EXERCISE DIRECTIONS
Lift every line from the entries that includes the word "defaults".

MATERIAL FOR THIS TASK
+---+
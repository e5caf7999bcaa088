use std::path::PathBuf;

use clap::{Args, Parser, Subcommand};

#[derive(Parser)]
#[command(
    name = "bibset",
    about = "Merge ordered bibliographic collections, dropping duplicates",
    version,
)]
pub struct Cli {
    #[command(subcommand)]
    pub command: Command,

    #[arg(short, long, global = true)]
    pub verbose: bool,
}

#[derive(Subcommand)]
pub enum Command {
    /// Merge the second collection into the first
    Merge(MergeArgs),
    /// List the duplicates a merge would drop, without merging
    Dupes(DupesArgs),
}

#[derive(Args)]
pub struct MergeArgs {
    /// The first collection (its records win on duplicates)
    pub first: PathBuf,
    /// The second collection
    pub second: PathBuf,

    /// Field defining record equivalence: `key`, `bibtype`, `all`, or any
    /// field name. Repeatable; defaults to key and bibtype.
    #[arg(short, long = "field")]
    pub fields: Vec<String>,

    /// Case-fold comparison of non-reserved fields
    #[arg(long)]
    pub ignore_case: bool,

    /// Write the merged collection here instead of stdout
    #[arg(short, long)]
    pub output: Option<PathBuf>,
}

#[derive(Args)]
pub struct DupesArgs {
    /// The first collection
    pub first: PathBuf,
    /// The second collection to scan for duplicates
    pub second: PathBuf,

    /// Field defining record equivalence (repeatable; defaults to key
    /// and bibtype)
    #[arg(short, long = "field")]
    pub fields: Vec<String>,

    /// Case-fold comparison of non-reserved fields
    #[arg(long)]
    pub ignore_case: bool,
}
+---+
SOLUTION TO THE PROBLEM
    /// field name. Repeatable; defaults to key and bibtype.
    /// Field defining record equivalence (repeatable; defaults to key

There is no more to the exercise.